[SOURCE MATERIAL]

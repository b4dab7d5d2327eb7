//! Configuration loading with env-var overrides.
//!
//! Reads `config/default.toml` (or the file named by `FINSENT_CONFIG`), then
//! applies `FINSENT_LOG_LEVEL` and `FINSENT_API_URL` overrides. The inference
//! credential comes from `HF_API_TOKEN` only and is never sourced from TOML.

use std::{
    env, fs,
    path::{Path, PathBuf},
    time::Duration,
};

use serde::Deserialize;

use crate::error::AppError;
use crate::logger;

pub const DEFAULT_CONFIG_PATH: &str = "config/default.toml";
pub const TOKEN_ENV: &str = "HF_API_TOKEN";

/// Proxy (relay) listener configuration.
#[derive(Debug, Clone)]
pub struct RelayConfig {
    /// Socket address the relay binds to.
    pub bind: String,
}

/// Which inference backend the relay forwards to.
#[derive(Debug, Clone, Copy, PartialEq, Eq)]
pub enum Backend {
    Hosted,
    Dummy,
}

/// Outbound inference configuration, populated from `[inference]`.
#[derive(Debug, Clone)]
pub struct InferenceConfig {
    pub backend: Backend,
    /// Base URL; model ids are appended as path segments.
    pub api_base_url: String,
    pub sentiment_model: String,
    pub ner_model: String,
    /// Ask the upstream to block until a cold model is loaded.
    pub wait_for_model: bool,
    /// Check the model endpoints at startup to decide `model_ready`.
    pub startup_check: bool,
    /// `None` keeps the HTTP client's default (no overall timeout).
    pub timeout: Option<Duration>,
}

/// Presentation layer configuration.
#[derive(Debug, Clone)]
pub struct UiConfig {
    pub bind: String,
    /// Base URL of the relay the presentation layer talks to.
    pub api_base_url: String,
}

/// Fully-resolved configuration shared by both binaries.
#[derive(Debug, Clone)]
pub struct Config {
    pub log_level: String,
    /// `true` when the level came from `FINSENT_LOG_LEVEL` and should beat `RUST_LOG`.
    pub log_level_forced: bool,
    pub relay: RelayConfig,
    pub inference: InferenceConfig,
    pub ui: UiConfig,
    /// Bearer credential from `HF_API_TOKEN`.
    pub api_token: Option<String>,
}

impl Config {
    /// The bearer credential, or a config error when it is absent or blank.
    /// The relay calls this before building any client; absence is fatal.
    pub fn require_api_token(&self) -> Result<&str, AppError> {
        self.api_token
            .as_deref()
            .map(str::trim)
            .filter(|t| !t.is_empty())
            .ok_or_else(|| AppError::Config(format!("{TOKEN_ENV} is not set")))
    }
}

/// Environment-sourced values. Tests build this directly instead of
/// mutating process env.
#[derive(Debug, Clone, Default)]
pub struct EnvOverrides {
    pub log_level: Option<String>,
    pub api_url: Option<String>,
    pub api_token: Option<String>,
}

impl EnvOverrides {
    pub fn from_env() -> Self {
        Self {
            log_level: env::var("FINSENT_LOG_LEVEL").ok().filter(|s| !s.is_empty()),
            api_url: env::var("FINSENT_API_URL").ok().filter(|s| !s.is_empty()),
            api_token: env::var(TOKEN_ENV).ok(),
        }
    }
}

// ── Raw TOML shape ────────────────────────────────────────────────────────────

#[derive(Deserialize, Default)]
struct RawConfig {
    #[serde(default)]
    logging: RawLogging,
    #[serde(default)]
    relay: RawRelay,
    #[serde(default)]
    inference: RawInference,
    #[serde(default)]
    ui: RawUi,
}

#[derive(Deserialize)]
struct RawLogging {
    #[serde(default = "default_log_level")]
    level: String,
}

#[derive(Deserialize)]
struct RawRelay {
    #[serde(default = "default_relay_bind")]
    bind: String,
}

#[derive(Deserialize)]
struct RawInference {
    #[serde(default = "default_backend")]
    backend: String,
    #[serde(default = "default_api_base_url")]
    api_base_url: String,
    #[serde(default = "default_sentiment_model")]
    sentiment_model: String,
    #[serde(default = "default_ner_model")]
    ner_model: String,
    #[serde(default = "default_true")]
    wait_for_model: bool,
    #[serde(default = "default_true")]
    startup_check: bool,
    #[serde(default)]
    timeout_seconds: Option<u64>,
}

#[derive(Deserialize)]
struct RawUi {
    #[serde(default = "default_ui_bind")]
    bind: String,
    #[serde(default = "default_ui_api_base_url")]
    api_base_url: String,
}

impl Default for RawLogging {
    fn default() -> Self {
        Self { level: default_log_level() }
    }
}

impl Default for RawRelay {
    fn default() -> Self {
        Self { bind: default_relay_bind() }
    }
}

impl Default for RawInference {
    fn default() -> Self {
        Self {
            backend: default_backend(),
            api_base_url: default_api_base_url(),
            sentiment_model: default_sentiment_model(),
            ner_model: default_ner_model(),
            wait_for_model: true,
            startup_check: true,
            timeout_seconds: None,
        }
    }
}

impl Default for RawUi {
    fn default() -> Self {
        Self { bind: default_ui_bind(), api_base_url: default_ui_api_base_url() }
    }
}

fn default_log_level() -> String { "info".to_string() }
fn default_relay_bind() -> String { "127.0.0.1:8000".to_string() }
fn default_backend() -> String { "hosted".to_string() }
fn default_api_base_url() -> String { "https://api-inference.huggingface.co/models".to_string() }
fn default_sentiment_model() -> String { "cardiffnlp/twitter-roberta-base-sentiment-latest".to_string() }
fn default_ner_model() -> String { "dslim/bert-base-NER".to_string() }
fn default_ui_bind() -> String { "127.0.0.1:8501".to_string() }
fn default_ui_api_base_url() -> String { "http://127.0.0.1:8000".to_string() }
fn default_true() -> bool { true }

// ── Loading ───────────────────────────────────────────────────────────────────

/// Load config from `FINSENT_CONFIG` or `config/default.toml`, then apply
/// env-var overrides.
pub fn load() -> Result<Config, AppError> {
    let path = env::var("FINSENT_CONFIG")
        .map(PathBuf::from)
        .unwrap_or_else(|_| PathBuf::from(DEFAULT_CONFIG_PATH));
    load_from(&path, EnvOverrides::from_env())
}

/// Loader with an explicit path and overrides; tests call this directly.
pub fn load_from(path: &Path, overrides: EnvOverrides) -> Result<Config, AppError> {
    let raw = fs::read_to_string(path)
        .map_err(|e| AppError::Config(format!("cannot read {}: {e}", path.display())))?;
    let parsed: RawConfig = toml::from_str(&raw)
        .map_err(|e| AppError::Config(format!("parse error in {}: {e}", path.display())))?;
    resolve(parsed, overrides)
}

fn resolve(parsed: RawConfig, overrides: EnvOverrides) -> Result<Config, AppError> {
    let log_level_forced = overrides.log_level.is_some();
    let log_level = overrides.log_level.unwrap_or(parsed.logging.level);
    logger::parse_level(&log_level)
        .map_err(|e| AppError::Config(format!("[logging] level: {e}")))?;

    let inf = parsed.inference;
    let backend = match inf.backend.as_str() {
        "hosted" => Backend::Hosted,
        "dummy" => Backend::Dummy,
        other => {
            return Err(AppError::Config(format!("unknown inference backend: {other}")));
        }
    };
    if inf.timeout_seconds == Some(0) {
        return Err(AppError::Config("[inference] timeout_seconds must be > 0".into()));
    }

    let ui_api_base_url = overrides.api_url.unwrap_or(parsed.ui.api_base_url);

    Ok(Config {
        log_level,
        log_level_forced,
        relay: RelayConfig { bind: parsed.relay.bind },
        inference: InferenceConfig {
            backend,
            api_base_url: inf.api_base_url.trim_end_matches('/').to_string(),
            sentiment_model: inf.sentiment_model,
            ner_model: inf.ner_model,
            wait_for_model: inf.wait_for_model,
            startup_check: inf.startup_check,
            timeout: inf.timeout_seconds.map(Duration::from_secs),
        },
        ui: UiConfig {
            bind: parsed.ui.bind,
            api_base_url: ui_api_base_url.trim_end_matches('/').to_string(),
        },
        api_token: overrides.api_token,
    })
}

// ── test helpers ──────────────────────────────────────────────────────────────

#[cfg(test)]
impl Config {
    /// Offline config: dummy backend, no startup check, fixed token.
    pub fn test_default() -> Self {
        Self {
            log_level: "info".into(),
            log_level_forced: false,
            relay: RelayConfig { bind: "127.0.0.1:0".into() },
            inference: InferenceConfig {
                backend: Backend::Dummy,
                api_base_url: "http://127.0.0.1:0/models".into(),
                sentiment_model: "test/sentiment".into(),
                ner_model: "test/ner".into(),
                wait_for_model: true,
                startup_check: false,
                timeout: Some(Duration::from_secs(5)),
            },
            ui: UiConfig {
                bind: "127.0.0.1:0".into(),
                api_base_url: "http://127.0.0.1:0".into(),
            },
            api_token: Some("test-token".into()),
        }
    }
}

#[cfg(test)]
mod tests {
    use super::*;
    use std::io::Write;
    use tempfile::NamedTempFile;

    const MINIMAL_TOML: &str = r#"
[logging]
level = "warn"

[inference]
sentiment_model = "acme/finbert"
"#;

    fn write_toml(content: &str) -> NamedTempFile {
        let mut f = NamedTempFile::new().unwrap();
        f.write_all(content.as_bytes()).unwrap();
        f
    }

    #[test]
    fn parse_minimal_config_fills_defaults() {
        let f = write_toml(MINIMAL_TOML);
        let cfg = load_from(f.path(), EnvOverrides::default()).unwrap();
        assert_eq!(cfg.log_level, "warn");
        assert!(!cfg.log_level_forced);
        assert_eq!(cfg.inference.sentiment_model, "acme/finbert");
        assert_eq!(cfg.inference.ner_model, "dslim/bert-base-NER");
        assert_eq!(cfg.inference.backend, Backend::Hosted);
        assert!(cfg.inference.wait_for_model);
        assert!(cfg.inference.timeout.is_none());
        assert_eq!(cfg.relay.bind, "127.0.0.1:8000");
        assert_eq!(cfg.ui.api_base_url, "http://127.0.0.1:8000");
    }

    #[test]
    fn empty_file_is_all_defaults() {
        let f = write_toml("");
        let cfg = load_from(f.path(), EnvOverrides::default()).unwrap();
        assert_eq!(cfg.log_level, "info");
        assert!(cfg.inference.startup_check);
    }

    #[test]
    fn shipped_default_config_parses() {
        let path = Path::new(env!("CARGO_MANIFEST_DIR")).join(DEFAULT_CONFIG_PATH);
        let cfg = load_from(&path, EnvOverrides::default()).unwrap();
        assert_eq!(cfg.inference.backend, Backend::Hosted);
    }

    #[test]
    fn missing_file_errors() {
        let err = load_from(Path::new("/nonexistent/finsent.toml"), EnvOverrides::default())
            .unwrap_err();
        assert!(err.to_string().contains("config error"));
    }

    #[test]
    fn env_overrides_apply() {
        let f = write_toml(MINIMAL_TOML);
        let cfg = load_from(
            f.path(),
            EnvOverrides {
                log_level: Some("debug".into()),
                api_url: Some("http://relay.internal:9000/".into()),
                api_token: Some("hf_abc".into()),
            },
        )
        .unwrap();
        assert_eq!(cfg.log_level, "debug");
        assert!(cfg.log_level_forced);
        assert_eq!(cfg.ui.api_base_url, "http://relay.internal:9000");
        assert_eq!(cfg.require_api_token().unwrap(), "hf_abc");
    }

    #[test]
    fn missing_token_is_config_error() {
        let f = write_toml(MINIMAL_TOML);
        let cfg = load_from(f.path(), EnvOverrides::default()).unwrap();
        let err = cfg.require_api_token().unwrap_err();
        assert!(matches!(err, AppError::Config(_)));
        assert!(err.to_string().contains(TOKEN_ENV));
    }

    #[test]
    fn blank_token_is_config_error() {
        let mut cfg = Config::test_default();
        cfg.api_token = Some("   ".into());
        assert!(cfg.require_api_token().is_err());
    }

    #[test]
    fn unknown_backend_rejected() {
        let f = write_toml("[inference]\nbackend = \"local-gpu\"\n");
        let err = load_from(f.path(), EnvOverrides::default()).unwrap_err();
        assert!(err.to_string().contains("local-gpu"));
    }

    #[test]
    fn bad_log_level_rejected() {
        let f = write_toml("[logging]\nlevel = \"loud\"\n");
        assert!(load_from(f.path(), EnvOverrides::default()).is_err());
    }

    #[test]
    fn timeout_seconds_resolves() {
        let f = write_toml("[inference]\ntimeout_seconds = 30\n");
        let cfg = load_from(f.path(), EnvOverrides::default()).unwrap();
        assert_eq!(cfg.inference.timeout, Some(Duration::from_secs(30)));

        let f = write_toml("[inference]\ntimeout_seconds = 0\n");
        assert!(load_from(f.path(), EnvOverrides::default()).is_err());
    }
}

[/SOURCE MATERIAL]
[SOURCE MATERIAL]

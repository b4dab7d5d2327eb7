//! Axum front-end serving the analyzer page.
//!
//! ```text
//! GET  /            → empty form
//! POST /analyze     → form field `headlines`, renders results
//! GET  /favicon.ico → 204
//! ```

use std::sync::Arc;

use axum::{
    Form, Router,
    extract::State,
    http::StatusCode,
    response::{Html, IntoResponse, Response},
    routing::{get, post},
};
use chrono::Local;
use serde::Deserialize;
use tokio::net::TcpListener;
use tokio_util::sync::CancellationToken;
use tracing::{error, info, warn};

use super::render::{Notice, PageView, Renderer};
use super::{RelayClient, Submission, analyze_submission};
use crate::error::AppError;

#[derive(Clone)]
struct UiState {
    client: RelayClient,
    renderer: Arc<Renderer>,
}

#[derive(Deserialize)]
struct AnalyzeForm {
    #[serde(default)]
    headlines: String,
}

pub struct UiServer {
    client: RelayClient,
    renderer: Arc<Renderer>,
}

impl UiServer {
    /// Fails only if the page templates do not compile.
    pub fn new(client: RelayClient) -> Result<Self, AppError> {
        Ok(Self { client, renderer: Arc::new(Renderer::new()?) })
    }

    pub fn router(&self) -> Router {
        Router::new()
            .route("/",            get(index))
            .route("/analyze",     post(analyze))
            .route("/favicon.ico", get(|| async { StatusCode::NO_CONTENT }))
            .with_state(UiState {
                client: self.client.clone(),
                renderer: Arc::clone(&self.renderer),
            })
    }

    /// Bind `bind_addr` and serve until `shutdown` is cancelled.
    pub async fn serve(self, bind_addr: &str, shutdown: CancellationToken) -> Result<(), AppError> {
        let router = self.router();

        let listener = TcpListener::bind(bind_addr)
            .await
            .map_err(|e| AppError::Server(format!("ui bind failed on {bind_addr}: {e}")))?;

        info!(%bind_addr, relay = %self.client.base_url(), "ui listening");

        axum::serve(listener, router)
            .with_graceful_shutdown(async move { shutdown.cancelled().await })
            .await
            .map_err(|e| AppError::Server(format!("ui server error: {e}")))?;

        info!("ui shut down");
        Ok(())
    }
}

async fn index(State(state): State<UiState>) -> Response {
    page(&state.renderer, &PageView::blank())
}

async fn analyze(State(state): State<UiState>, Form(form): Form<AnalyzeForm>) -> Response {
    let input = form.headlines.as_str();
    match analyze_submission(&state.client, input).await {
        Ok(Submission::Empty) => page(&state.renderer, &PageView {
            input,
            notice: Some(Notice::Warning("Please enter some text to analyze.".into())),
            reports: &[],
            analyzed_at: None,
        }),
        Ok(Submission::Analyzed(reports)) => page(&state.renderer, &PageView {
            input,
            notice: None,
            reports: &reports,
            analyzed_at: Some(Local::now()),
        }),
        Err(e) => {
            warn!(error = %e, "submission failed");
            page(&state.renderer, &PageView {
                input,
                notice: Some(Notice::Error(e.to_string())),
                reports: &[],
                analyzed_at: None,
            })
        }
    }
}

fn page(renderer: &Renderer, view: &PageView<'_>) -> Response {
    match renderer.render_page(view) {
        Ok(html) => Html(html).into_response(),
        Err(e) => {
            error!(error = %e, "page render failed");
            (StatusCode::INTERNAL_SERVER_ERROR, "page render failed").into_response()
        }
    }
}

[/SOURCE MATERIAL]

Given the records above, reproduce precisely and only the lines between the line holding "when the level" and the line holding "Bearer credential from", inclusive.

    /// `true` when the level came from `FINSENT_LOG_LEVEL` and should beat `RUST_LOG`.
    pub log_level_forced: bool,
    pub relay: RelayConfig,
    pub inference: InferenceConfig,
    pub ui: UiConfig,
    /// Bearer credential from `HF_API_TOKEN`.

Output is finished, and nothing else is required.